El esófago de Barrett puede ser reconocido como lengüetas de mucosa roja aterciopelada
que ascienden desde la unión gastroesofágica. Esta mucosa metaplásica alterna con
mucosa escamosa (esofágica) pálida y lisa residual y limita con la mucosa cilíndrica
(gástrica) de color pardo claro en sentido distal . El esófago de Barrett puede ser
subclasificado como segmento largo (≥ 3 cm) o segmento corto (< 3 cm). Los pacientes con
enfermedad de segmento corto pueden no presentar síntomas de ERGE y muestran un
riesgo menor de padecer displasia o carcinoma en comparación con los que padecen
enfermedad de segmento largo.

El diagnóstico de esófago de Barrett se basa en la demostración endoscópica de mucosa


cilíndrica metaplásica por encima de la unión gastroesofágica. A nivel microscópico, la
metaplasia de tipo intestinal se ve como la sustitución del epitelio esofágico escamoso por
células caliciformes. Las células caliciformes son diagnósticas del esófago de Barrett y
presentan vacuolas de moco inconfundibles que se tiñen de azul pálido y dan la forma de
una copa de vino al citoplasma restante. También pueden hallarse células cilíndricas
distintas de las caliciformes, como las células foveolares de tipo gástrico, pero no existe un
acuerdo universal sobre si son suficientes para el diagnóstico.

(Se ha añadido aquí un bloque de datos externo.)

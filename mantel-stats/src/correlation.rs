//! Correlation coefficients over condensed distance vectors.
//!
//! [`PreparedPair`] holds the parts of the correlation coefficient that do not
//! change under permutation (residuals, sums of squares, denominator), so the
//! permutation engine only has to recompute a dot product per trial.

use std::fmt;
use std::str::FromStr;

use mantel_core::{MantelError, Result};

use crate::rank::fractional_rank;

/// Correlation coefficient used by the Mantel test.
#[derive(Debug, Clone, Copy, PartialEq, Eq, Default)]
#[cfg_attr(feature = "serde", derive(serde::Serialize, serde::Deserialize))]
#[cfg_attr(feature = "serde", serde(rename_all = "lowercase"))]
pub enum CorrelationMethod {
    /// Linear correlation on raw values.
    #[default]
    Pearson,
    /// Linear correlation on fractional ranks.
    Spearman,
}

impl CorrelationMethod {
    /// Lowercase method name.
    pub fn as_str(&self) -> &'static str {
        match self {
            CorrelationMethod::Pearson => "pearson",
            CorrelationMethod::Spearman => "spearman",
        }
    }
}

impl fmt::Display for CorrelationMethod {
    fn fmt(&self, f: &mut fmt::Formatter<'_>) -> fmt::Result {
        f.write_str(self.as_str())
    }
}

impl FromStr for CorrelationMethod {
    type Err = MantelError;

    fn from_str(s: &str) -> Result<Self> {
        match s {
            "pearson" => Ok(CorrelationMethod::Pearson),
            "spearman" => Ok(CorrelationMethod::Spearman),
            other => Err(MantelError::UnsupportedMethod(other.to_string())),
        }
    }
}

/// Centered vectors and the correlation denominator for a pair of series.
#[derive(Debug, Clone)]
pub struct PreparedPair {
    /// `X - mean(X)` (after ranking, for Spearman).
    pub x_res: Vec<f64>,
    /// `Y - mean(Y)` (after ranking, for Spearman).
    pub y_res: Vec<f64>,
    /// Sum of squared X residuals.
    pub x_ss: f64,
    /// Sum of squared Y residuals.
    pub y_ss: f64,
    /// `sqrt(x_ss * y_ss)`.
    pub denominator: f64,
}

impl PreparedPair {
    /// Rank (if Spearman), center and compute the sums of squares.
    ///
    /// # Errors
    ///
    /// Returns [`MantelError::InvalidInput`] for mismatched or empty series
    /// and [`MantelError::DegenerateInput`] when either series is constant
    /// (a single observation counts as constant).
    pub fn prepare(x: &[f64], y: &[f64], method: CorrelationMethod) -> Result<Self> {
        validate_paired(x, y)?;
        if is_constant(x) {
            return Err(MantelError::DegenerateInput(
                "X has zero variance; correlation is undefined".into(),
            ));
        }
        if is_constant(y) {
            return Err(MantelError::DegenerateInput(
                "Y has zero variance; correlation is undefined".into(),
            ));
        }

        let (x_res, y_res) = match method {
            CorrelationMethod::Pearson => (residuals(x), residuals(y)),
            CorrelationMethod::Spearman => {
                (residuals(&fractional_rank(x)), residuals(&fractional_rank(y)))
            }
        };

        let x_ss = dot(&x_res, &x_res);
        let y_ss = dot(&y_res, &y_res);
        let denominator = (x_ss * y_ss).sqrt();

        if !denominator.is_finite() || denominator == 0.0 {
            return Err(MantelError::DegenerateInput(format!(
                "correlation denominator is {denominator}"
            )));
        }

        Ok(Self {
            x_res,
            y_res,
            x_ss,
            y_ss,
            denominator,
        })
    }

    /// Number of paired observations.
    pub fn len(&self) -> usize {
        self.x_res.len()
    }

    /// Always false for a prepared pair.
    pub fn is_empty(&self) -> bool {
        self.x_res.is_empty()
    }

    /// Correlation of X against the unpermuted Y.
    pub fn veridical(&self) -> f64 {
        self.correlate(&self.y_res)
    }

    /// Correlation of X against a reordering of the Y residuals.
    pub fn correlate(&self, y_res: &[f64]) -> f64 {
        dot(&self.x_res, y_res) / self.denominator
    }
}

/// Pearson product-moment correlation coefficient between `x` and `y`.
///
/// # Errors
///
/// Fails if the lengths differ, fewer than 2 observations are given, or
/// either series is constant.
pub fn pearson(x: &[f64], y: &[f64]) -> Result<f64> {
    Ok(PreparedPair::prepare(x, y, CorrelationMethod::Pearson)?.veridical())
}

/// Spearman rank correlation coefficient between `x` and `y`.
///
/// Ranks both series with [`fractional_rank`], then computes Pearson
/// correlation on the ranks.
pub fn spearman(x: &[f64], y: &[f64]) -> Result<f64> {
    Ok(PreparedPair::prepare(x, y, CorrelationMethod::Spearman)?.veridical())
}

pub(crate) fn dot(a: &[f64], b: &[f64]) -> f64 {
    a.iter().zip(b).map(|(x, y)| x * y).sum()
}

fn residuals(data: &[f64]) -> Vec<f64> {
    let mean = data.iter().sum::<f64>() / data.len() as f64;
    data.iter().map(|v| v - mean).collect()
}

fn is_constant(data: &[f64]) -> bool {
    data.iter().all(|&v| v == data[0])
}

fn validate_paired(x: &[f64], y: &[f64]) -> Result<()> {
    if x.len() != y.len() {
        return Err(MantelError::InvalidInput(format!(
            "correlation: x and y must have the same length ({} vs {})",
            x.len(),
            y.len(),
        )));
    }
    if x.is_empty() {
        return Err(MantelError::InvalidInput(
            "correlation: need at least 2 observations".into(),
        ));
    }
    Ok(())
}

// ── Tests ──────────────────────────────────────────────────────────────────

#[cfg(test)]
mod tests {
    use super::*;

    const TOL: f64 = 1e-10;

    #[test]
    fn pearson_perfect_positive() {
        let x = [1.0, 2.0, 3.0, 4.0, 5.0];
        let y = [2.0, 4.0, 6.0, 8.0, 10.0];
        assert!((pearson(&x, &y).unwrap() - 1.0).abs() < TOL);
    }

    #[test]
    fn pearson_perfect_negative() {
        let x = [1.0, 2.0, 3.0, 4.0, 5.0];
        let y = [10.0, 8.0, 6.0, 4.0, 2.0];
        assert!((pearson(&x, &y).unwrap() - (-1.0)).abs() < TOL);
    }

    #[test]
    fn pearson_zero_correlation() {
        // Orthogonal pattern
        let x = [1.0, 0.0, -1.0, 0.0];
        let y = [0.0, 1.0, 0.0, -1.0];
        assert!(pearson(&x, &y).unwrap().abs() < TOL);
    }

    #[test]
    fn pearson_known_value() {
        // Σdxdy = 2, Σdx² = 2, Σdy² = 8 → r = 2 / 4
        let x = [1.0, 2.0, 3.0];
        let y = [1.0, 5.0, 3.0];
        assert!((pearson(&x, &y).unwrap() - 0.5).abs() < TOL);
    }

    #[test]
    fn constant_series_is_degenerate() {
        let err = pearson(&[3.0, 3.0, 3.0], &[1.0, 2.0, 3.0]).unwrap_err();
        assert!(matches!(err, MantelError::DegenerateInput(_)));
        let err = spearman(&[1.0, 2.0, 3.0], &[7.0, 7.0, 7.0]).unwrap_err();
        assert!(matches!(err, MantelError::DegenerateInput(_)));
    }

    #[test]
    fn inexact_constant_series_is_degenerate() {
        // The mean of repeated 0.1 is not exactly 0.1 in binary floating point.
        let err = pearson(&[0.1; 7], &[1.0, 2.0, 3.0, 4.0, 5.0, 6.0, 7.0]).unwrap_err();
        assert!(matches!(err, MantelError::DegenerateInput(_)));
    }

    #[test]
    fn length_mismatch() {
        assert!(matches!(
            pearson(&[1.0, 2.0], &[1.0]),
            Err(MantelError::InvalidInput(_))
        ));
    }

    #[test]
    fn too_short() {
        assert!(matches!(pearson(&[1.0], &[2.0]), Err(MantelError::DegenerateInput(_))));
        assert!(matches!(pearson(&[], &[]), Err(MantelError::InvalidInput(_))));
    }

    #[test]
    fn spearman_monotonic() {
        let x = [1.0, 2.0, 3.0, 4.0, 5.0];
        let y = [1.0, 8.0, 27.0, 64.0, 125.0]; // x^3, monotonically increasing
        assert!((spearman(&x, &y).unwrap() - 1.0).abs() < TOL);
    }

    #[test]
    fn spearman_reverse() {
        let x = [1.0, 2.0, 3.0, 4.0, 5.0];
        let y = [5.0, 4.0, 3.0, 2.0, 1.0];
        assert!((spearman(&x, &y).unwrap() - (-1.0)).abs() < TOL);
    }

    #[test]
    fn spearman_with_ties_uses_average_ranks() {
        let x = [1.0, 2.0, 2.0, 3.0];
        let y = [10.0, 20.0, 30.0, 40.0];
        let rx = [1.0, 2.5, 2.5, 4.0];
        let ry = [1.0, 2.0, 3.0, 4.0];
        let expected = pearson(&rx, &ry).unwrap();
        assert!((spearman(&x, &y).unwrap() - expected).abs() < TOL);
    }

    #[test]
    fn prepared_pair_parts() {
        let x = [1.0, 2.0, 3.0];
        let y = [2.0, 2.0, 5.0];
        let p = PreparedPair::prepare(&x, &y, CorrelationMethod::Pearson).unwrap();
        assert_eq!(p.x_res, vec![-1.0, 0.0, 1.0]);
        assert_eq!(p.y_res, vec![-1.0, -1.0, 2.0]);
        assert!((p.x_ss - 2.0).abs() < TOL);
        assert!((p.y_ss - 6.0).abs() < TOL);
        assert!((p.denominator - 12f64.sqrt()).abs() < TOL);
        assert_eq!(p.len(), 3);
    }

    #[test]
    fn method_from_str() {
        assert_eq!("pearson".parse::<CorrelationMethod>().unwrap(), CorrelationMethod::Pearson);
        assert_eq!("spearman".parse::<CorrelationMethod>().unwrap(), CorrelationMethod::Spearman);
        assert_eq!(
            "kendall".parse::<CorrelationMethod>().unwrap_err(),
            MantelError::UnsupportedMethod("kendall".into())
        );
        assert!("Pearson".parse::<CorrelationMethod>().is_err());
    }

    #[test]
    fn method_display_round_trips() {
        for m in [CorrelationMethod::Pearson, CorrelationMethod::Spearman] {
            assert_eq!(m.to_string().parse::<CorrelationMethod>().unwrap(), m);
        }
    }
}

La displasia se clasifica en leve o grave. En ambos casos se encuentran mitosis atípicas,


hipercromatismo nuclear, cromatina agrupada de forma irregular, elevado índice
nucleocitoplásmico y fallo de maduración de las células epiteliales a medida que migran a
la superficie esofágica. Las glándulas displásicas muestran gemación, formas irregulares y
apilamiento celular. La displasia grave muestra cambios citológicos y arquitecturales más
graves que la displasia leve. Con la evolución, las células epiteliales pueden infiltrar la
lámina propia, una característica que define la progresión a carcinoma intramucoso.

Patogenia

Los estudios moleculares indican que la progresión del esófago de Barrett a


adenocarcinoma se produce durante un período prolongado mediante la adquisición
gradual de cambios genéticos y epigenéticos. Las anomalías cromosómicas y las
mutaciones de los genes supresores tumorales TP53 y CDKN2A se detectan en etapas
tempranas. En el caso de CDKN2A , que codifica dos proteínas supresoras tumorales, p16
y p19-ARF, se han descrito tanto la pérdida alélica como el silenciamiento epigenético
provocado por hipermetilación. Con la progresión, puede existir amplificación de varios
oncogenes, como los genes EGFR , ERBB2 , MET , ciclina D1 y ciclina E.